Set the listing down once more, exactly as given.

» **Records for this exercise**:
^^^^

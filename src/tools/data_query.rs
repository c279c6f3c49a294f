//! Structured queries against the upstream sales-data APIs.
//!
//! The tool fetches one of four fixed endpoints and post-processes the
//! rows so the payload handed back to the model stays small: filtering,
//! aggregation, sorting, result caps, field projection, and a final
//! oversize guard, applied in that fixed order. The tool boundary never
//! raises; every failure comes back as a payload the model can read and
//! explain to the user.

use serde::{Deserialize, Serialize};
use serde_json::{json, Map, Value};
use std::collections::HashMap;
use tracing::debug;

use crate::config::DataApiConfig;

/// Items beyond this count are summarized unless the caller bounded the
/// query with `topK` or an aggregation.
const OVERSIZE_LIMIT: usize = 50;

/// Sample rows included in an oversize summary.
const SAMPLE_SIZE: usize = 5;

/// The four upstream data sources.
#[derive(Debug, Clone, Copy, PartialEq, Eq)]
pub enum Endpoint {
    MonthlySales,
    TopDistributors,
    EmployeeData,
    OrderHistory,
}

impl Endpoint {
    pub fn resolve(name: &str) -> Option<Self> {
        match name {
            "monthly_sales" => Some(Endpoint::MonthlySales),
            "top_distributors" => Some(Endpoint::TopDistributors),
            "employee_data" => Some(Endpoint::EmployeeData),
            "order_history" => Some(Endpoint::OrderHistory),
            _ => None,
        }
    }

    pub fn as_str(self) -> &'static str {
        match self {
            Endpoint::MonthlySales => "monthly_sales",
            Endpoint::TopDistributors => "top_distributors",
            Endpoint::EmployeeData => "employee_data",
            Endpoint::OrderHistory => "order_history",
        }
    }

    /// Result cap applied when the caller does not pass `topK`.
    pub fn default_cap(self) -> usize {
        match self {
            Endpoint::MonthlySales => 12,
            Endpoint::TopDistributors => 20,
            Endpoint::EmployeeData => 50,
            Endpoint::OrderHistory => 100,
        }
    }

    /// Whether the upstream URL is keyed by an employee id.
    pub fn requires_emp_id(self) -> bool {
        !matches!(self, Endpoint::EmployeeData)
    }
}

/// Sort direction for `sortBy`.
#[derive(Debug, Clone, Copy, PartialEq, Eq, Serialize, Deserialize)]
#[serde(rename_all = "lowercase")]
pub enum SortOrder {
    Asc,
    Desc,
}

/// A single filter predicate: an exact-match value, or a `$gt`/`$lt`
/// range object. Both bounds must pass when present.
#[derive(Debug, Clone, Serialize, Deserialize)]
#[serde(untagged)]
pub enum FilterPredicate {
    Range(RangeFilter),
    Exact(Value),
}

#[derive(Debug, Clone, Serialize, Deserialize)]
#[serde(deny_unknown_fields)]
pub struct RangeFilter {
    #[serde(rename = "$gt", default, skip_serializing_if = "Option::is_none")]
    pub gt: Option<f64>,

    #[serde(rename = "$lt", default, skip_serializing_if = "Option::is_none")]
    pub lt: Option<f64>,
}

/// Aggregation over the filtered rows. Bypasses capping, sorting and
/// projection entirely.
#[derive(Debug, Clone, Serialize, Deserialize)]
pub struct Aggregation {
    #[serde(rename = "type")]
    pub kind: AggregationKind,

    /// Numeric field `sum` and `group` sums operate on.
    pub field: Option<String>,

    #[serde(rename = "groupBy")]
    pub group_by: Option<String>,
}

#[derive(Debug, Clone, Copy, PartialEq, Eq, Serialize, Deserialize)]
#[serde(rename_all = "lowercase")]
pub enum AggregationKind {
    Count,
    Sum,
    Group,
}

/// Arguments to the data query tool, as the model supplies them.
#[derive(Debug, Clone, Serialize, Deserialize)]
#[serde(rename_all = "camelCase")]
pub struct QuerySpec {
    /// Endpoint name. Kept as a string so an unknown name becomes an
    /// "Unsupported endpoint" payload rather than a parse failure.
    pub endpoint: String,

    pub emp_id: Option<i64>,

    pub fields: Option<Vec<String>>,

    pub filters: Option<HashMap<String, FilterPredicate>>,

    pub top_k: Option<usize>,

    pub sort_by: Option<String>,

    pub sort_order: Option<SortOrder>,

    pub aggregation: Option<Aggregation>,
}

^^^^

» **Answer**:
filename src/tools/data_query.rs
repository c279c6f3c49a294f
//! Structured queries against the upstream sales-data APIs.
//!
//! The tool fetches one of four fixed endpoints and post-processes the
//! rows so the payload handed back to the model stays small: filtering,
//! aggregation, sorting, result caps, field projection, and a final
//! oversize guard, applied in that fixed order. The tool boundary never
//! raises; every failure comes back as a payload the model can read and
//! explain to the user.

use serde::{Deserialize, Serialize};
use serde_json::{json, Map, Value};
use std::collections::HashMap;
use tracing::debug;

use crate::config::DataApiConfig;

/// Items beyond this count are summarized unless the caller bounded the
/// query with `topK` or an aggregation.
const OVERSIZE_LIMIT: usize = 50;

/// Sample rows included in an oversize summary.
const SAMPLE_SIZE: usize = 5;

/// The four upstream data sources.
#[derive(Debug, Clone, Copy, PartialEq, Eq)]
pub enum Endpoint {
    MonthlySales,
    TopDistributors,
    EmployeeData,
    OrderHistory,
}

impl Endpoint {
    pub fn resolve(name: &str) -> Option<Self> {
        match name {
            "monthly_sales" => Some(Endpoint::MonthlySales),
            "top_distributors" => Some(Endpoint::TopDistributors),
            "employee_data" => Some(Endpoint::EmployeeData),
            "order_history" => Some(Endpoint::OrderHistory),
            _ => None,
        }
    }

    pub fn as_str(self) -> &'static str {
        match self {
            Endpoint::MonthlySales => "monthly_sales",
            Endpoint::TopDistributors => "top_distributors",
            Endpoint::EmployeeData => "employee_data",
            Endpoint::OrderHistory => "order_history",
        }
    }

    /// Result cap applied when the caller does not pass `topK`.
    pub fn default_cap(self) -> usize {
        match self {
            Endpoint::MonthlySales => 12,
            Endpoint::TopDistributors => 20,
            Endpoint::EmployeeData => 50,
            Endpoint::OrderHistory => 100,
        }
    }

    /// Whether the upstream URL is keyed by an employee id.
    pub fn requires_emp_id(self) -> bool {
        !matches!(self, Endpoint::EmployeeData)
    }
}

/// Sort direction for `sortBy`.
#[derive(Debug, Clone, Copy, PartialEq, Eq, Serialize, Deserialize)]
#[serde(rename_all = "lowercase")]
pub enum SortOrder {
    Asc,
    Desc,
}

/// A single filter predicate: an exact-match value, or a `$gt`/`$lt`
/// range object. Both bounds must pass when present.
#[derive(Debug, Clone, Serialize, Deserialize)]
#[serde(untagged)]
pub enum FilterPredicate {
    Range(RangeFilter),
    Exact(Value),
}

#[derive(Debug, Clone, Serialize, Deserialize)]
#[serde(deny_unknown_fields)]
pub struct RangeFilter {
    #[serde(rename = "$gt", default, skip_serializing_if = "Option::is_none")]
    pub gt: Option<f64>,

    #[serde(rename = "$lt", default, skip_serializing_if = "Option::is_none")]
    pub lt: Option<f64>,
}

/// Aggregation over the filtered rows. Bypasses capping, sorting and
/// projection entirely.
#[derive(Debug, Clone, Serialize, Deserialize)]
pub struct Aggregation {
    #[serde(rename = "type")]
    pub kind: AggregationKind,

    /// Numeric field `sum` and `group` sums operate on.
    pub field: Option<String>,

    #[serde(rename = "groupBy")]
    pub group_by: Option<String>,
}

#[derive(Debug, Clone, Copy, PartialEq, Eq, Serialize, Deserialize)]
#[serde(rename_all = "lowercase")]
pub enum AggregationKind {
    Count,
    Sum,
    Group,
}

/// Arguments to the data query tool, as the model supplies them.
#[derive(Debug, Clone, Serialize, Deserialize)]
#[serde(rename_all = "camelCase")]
pub struct QuerySpec {
    /// Endpoint name. Kept as a string so an unknown name becomes an
    /// "Unsupported endpoint" payload rather than a parse failure.
    pub endpoint: String,

    pub emp_id: Option<i64>,

    pub fields: Option<Vec<String>>,

    pub filters: Option<HashMap<String, FilterPredicate>>,

    pub top_k: Option<usize>,

    pub sort_by: Option<String>,

    pub sort_order: Option<SortOrder>,

    pub aggregation: Option<Aggregation>,
}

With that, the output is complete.